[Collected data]
»»
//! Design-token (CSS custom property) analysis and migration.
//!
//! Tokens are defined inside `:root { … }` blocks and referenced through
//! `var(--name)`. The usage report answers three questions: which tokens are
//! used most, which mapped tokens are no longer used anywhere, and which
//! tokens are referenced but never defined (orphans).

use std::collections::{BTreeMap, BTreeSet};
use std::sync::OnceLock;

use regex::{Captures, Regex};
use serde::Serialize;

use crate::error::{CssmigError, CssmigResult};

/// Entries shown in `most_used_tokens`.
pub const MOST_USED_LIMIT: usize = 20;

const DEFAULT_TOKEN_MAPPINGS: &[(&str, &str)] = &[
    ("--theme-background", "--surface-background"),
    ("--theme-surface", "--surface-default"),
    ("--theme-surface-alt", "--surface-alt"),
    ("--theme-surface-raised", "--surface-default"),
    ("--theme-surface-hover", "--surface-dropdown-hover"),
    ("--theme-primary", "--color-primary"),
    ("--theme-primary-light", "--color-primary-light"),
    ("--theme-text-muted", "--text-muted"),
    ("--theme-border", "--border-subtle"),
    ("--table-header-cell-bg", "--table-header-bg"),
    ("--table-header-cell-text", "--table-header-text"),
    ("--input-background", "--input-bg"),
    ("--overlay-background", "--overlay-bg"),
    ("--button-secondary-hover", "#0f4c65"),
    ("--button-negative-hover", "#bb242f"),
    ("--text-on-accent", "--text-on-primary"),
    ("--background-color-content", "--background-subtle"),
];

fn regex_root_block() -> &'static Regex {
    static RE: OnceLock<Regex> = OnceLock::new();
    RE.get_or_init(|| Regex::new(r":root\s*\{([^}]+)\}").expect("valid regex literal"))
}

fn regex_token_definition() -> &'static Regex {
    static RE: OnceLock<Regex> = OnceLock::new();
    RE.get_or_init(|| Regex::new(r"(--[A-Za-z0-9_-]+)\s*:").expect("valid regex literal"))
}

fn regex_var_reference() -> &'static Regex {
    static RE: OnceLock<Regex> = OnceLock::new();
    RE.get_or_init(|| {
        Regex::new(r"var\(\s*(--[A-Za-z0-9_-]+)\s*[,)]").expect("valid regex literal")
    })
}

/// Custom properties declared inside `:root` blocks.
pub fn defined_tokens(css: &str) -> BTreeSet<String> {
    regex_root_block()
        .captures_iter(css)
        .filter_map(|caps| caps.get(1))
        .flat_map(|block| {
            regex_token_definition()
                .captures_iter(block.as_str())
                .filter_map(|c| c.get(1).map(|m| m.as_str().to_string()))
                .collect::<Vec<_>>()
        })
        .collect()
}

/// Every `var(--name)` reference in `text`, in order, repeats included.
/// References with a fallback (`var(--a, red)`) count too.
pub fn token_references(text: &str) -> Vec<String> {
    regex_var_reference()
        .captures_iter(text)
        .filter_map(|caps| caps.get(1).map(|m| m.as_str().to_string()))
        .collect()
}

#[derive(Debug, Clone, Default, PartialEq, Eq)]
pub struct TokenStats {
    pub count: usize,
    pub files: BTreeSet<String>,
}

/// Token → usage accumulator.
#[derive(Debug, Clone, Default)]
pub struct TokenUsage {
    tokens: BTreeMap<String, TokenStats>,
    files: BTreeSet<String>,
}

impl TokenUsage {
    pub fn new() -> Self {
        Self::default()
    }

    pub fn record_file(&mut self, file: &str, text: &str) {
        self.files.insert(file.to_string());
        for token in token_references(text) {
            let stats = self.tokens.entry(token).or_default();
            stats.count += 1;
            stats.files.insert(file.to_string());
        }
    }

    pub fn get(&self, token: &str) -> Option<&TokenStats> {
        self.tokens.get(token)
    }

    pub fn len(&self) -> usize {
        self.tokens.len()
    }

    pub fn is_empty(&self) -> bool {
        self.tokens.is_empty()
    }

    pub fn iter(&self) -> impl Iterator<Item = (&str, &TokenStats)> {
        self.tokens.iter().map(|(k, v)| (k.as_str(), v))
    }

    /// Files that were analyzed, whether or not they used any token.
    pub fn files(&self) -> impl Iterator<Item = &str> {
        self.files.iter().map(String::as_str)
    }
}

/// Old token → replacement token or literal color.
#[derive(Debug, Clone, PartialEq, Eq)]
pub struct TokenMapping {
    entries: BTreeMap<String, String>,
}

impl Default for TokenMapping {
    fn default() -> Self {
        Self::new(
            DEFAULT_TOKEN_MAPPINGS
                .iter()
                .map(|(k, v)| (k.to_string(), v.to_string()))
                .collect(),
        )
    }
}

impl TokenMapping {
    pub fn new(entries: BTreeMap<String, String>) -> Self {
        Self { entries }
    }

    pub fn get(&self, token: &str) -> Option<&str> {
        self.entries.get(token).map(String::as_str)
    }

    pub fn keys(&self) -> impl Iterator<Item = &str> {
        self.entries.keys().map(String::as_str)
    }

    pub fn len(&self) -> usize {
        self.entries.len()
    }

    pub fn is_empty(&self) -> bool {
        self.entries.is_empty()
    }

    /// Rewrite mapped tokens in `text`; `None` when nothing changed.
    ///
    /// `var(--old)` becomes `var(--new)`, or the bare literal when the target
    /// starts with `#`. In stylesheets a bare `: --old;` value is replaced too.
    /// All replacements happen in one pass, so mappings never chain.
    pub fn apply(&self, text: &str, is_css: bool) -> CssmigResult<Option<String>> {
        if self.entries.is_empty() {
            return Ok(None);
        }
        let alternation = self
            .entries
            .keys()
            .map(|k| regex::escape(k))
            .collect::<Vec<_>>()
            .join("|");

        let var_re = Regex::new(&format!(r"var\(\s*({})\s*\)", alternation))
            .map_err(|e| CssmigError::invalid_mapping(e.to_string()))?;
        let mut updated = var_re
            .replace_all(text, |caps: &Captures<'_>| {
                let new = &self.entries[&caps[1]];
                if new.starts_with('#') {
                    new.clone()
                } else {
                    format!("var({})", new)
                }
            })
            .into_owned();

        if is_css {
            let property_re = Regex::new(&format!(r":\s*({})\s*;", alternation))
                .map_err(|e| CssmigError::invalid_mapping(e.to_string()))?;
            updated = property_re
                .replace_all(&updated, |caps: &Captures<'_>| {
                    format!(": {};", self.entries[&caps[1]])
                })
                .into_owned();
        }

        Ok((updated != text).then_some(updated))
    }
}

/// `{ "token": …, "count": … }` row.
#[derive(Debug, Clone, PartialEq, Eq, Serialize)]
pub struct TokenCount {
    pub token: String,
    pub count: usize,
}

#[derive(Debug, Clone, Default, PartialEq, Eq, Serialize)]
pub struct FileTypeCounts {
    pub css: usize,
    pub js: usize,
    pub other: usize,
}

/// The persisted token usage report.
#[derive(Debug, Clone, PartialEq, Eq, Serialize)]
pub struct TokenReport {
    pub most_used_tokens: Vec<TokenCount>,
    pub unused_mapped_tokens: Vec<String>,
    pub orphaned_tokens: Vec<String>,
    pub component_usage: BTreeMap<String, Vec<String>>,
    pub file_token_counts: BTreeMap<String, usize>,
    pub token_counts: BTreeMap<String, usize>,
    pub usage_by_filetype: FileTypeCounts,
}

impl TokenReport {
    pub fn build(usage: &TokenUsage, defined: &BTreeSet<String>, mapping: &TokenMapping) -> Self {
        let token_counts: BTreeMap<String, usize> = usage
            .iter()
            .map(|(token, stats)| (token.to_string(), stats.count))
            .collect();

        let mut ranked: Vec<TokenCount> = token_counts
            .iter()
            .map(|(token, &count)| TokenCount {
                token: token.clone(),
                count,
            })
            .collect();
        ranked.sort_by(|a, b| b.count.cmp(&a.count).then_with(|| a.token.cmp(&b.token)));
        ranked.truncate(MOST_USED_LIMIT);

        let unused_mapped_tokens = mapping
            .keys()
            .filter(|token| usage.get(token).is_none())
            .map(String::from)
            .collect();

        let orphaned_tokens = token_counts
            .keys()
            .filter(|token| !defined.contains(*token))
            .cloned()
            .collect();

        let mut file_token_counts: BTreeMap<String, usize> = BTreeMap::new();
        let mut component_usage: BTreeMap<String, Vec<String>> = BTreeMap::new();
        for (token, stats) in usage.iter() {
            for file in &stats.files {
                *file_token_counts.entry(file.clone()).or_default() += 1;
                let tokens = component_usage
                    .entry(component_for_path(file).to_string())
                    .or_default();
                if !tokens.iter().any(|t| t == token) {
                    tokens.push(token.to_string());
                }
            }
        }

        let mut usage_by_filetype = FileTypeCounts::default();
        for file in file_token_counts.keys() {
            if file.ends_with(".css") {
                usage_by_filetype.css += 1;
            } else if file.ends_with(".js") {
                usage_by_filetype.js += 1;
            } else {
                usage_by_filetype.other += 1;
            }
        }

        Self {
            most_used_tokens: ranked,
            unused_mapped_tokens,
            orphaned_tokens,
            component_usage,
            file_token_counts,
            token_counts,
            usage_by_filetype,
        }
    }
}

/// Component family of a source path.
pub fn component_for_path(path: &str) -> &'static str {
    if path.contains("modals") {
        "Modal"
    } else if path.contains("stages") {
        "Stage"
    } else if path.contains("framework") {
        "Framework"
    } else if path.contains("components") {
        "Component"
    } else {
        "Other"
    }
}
««
»»
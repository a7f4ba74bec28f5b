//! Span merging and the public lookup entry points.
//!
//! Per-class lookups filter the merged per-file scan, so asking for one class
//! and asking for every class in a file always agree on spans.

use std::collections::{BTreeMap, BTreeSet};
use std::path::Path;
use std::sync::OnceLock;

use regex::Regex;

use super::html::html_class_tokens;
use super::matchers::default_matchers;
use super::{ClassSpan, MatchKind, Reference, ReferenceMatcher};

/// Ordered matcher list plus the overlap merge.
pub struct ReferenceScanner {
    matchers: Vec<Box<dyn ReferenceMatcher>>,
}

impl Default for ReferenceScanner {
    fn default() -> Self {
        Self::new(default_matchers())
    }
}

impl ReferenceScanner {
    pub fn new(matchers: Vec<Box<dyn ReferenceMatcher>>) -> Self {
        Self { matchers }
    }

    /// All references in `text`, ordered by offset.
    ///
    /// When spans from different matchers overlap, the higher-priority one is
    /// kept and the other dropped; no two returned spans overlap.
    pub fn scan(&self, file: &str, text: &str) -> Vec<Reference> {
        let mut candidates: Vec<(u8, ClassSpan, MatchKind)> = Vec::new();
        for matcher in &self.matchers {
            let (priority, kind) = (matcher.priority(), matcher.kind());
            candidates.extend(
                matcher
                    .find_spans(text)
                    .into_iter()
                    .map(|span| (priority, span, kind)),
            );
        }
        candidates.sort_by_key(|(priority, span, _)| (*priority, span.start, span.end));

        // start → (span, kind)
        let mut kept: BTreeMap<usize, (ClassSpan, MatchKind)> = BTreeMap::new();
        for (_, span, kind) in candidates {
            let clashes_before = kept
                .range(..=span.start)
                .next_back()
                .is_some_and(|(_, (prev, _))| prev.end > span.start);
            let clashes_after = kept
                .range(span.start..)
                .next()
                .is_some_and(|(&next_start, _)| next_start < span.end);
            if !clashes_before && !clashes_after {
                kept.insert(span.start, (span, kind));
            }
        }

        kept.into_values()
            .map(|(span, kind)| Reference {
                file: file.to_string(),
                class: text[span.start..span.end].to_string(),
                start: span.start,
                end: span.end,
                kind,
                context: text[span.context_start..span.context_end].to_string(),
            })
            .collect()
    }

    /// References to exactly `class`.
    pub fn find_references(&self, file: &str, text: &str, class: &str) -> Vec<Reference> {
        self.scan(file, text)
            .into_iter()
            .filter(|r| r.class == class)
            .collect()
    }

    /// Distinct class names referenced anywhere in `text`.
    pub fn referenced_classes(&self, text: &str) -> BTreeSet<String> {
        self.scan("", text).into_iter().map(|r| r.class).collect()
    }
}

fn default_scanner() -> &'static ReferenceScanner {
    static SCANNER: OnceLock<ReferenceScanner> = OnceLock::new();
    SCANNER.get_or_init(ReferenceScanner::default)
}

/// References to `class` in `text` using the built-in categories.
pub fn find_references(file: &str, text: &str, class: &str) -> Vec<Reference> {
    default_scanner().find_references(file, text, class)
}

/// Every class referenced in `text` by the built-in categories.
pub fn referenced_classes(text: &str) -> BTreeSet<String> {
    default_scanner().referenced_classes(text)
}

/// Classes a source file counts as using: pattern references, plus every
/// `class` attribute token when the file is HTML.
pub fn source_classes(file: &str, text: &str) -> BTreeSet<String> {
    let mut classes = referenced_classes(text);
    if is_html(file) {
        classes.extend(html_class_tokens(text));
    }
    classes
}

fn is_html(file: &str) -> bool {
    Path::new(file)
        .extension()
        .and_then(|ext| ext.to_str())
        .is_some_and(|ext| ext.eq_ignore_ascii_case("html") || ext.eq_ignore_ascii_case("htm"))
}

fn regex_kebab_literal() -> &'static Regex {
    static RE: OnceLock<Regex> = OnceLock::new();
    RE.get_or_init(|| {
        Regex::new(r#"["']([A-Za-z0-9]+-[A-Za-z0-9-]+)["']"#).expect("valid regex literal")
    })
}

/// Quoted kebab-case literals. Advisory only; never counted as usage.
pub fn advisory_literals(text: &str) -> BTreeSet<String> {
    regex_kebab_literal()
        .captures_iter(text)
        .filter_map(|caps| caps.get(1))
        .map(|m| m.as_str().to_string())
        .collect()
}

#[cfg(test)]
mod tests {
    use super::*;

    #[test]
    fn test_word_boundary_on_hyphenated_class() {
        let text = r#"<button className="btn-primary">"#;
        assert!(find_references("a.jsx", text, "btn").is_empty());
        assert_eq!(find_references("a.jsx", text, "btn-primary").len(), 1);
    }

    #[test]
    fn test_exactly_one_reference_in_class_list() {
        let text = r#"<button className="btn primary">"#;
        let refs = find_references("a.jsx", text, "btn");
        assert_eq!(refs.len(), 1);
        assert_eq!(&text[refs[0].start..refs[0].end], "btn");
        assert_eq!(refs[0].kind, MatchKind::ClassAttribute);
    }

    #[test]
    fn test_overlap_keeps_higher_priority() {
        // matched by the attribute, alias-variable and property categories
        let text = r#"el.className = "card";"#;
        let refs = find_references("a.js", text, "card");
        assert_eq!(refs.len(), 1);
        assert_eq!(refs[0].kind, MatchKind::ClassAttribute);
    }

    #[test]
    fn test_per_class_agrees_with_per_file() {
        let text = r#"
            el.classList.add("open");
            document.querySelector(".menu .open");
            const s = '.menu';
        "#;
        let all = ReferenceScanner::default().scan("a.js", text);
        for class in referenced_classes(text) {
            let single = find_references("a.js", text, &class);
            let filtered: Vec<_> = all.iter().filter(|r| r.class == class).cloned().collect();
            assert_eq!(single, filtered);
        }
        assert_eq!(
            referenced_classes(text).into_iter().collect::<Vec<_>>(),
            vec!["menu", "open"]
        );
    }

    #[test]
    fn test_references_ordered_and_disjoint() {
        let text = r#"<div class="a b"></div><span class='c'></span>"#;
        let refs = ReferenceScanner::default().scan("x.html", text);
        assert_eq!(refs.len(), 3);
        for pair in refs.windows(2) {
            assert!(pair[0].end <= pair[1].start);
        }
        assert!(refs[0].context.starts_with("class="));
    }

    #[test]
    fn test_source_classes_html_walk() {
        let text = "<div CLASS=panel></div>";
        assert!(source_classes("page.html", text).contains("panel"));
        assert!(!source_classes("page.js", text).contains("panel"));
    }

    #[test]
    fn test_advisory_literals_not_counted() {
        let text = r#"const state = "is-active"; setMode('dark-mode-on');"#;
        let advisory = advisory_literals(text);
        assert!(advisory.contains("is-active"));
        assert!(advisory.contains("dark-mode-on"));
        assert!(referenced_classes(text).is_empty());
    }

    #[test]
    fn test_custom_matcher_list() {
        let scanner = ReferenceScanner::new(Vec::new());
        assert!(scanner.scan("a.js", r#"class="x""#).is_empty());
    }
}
««
- Prompt
For the data above, state how many lines contain "MatchKind"; the number is the whole answer.

- Answer to this exercise
5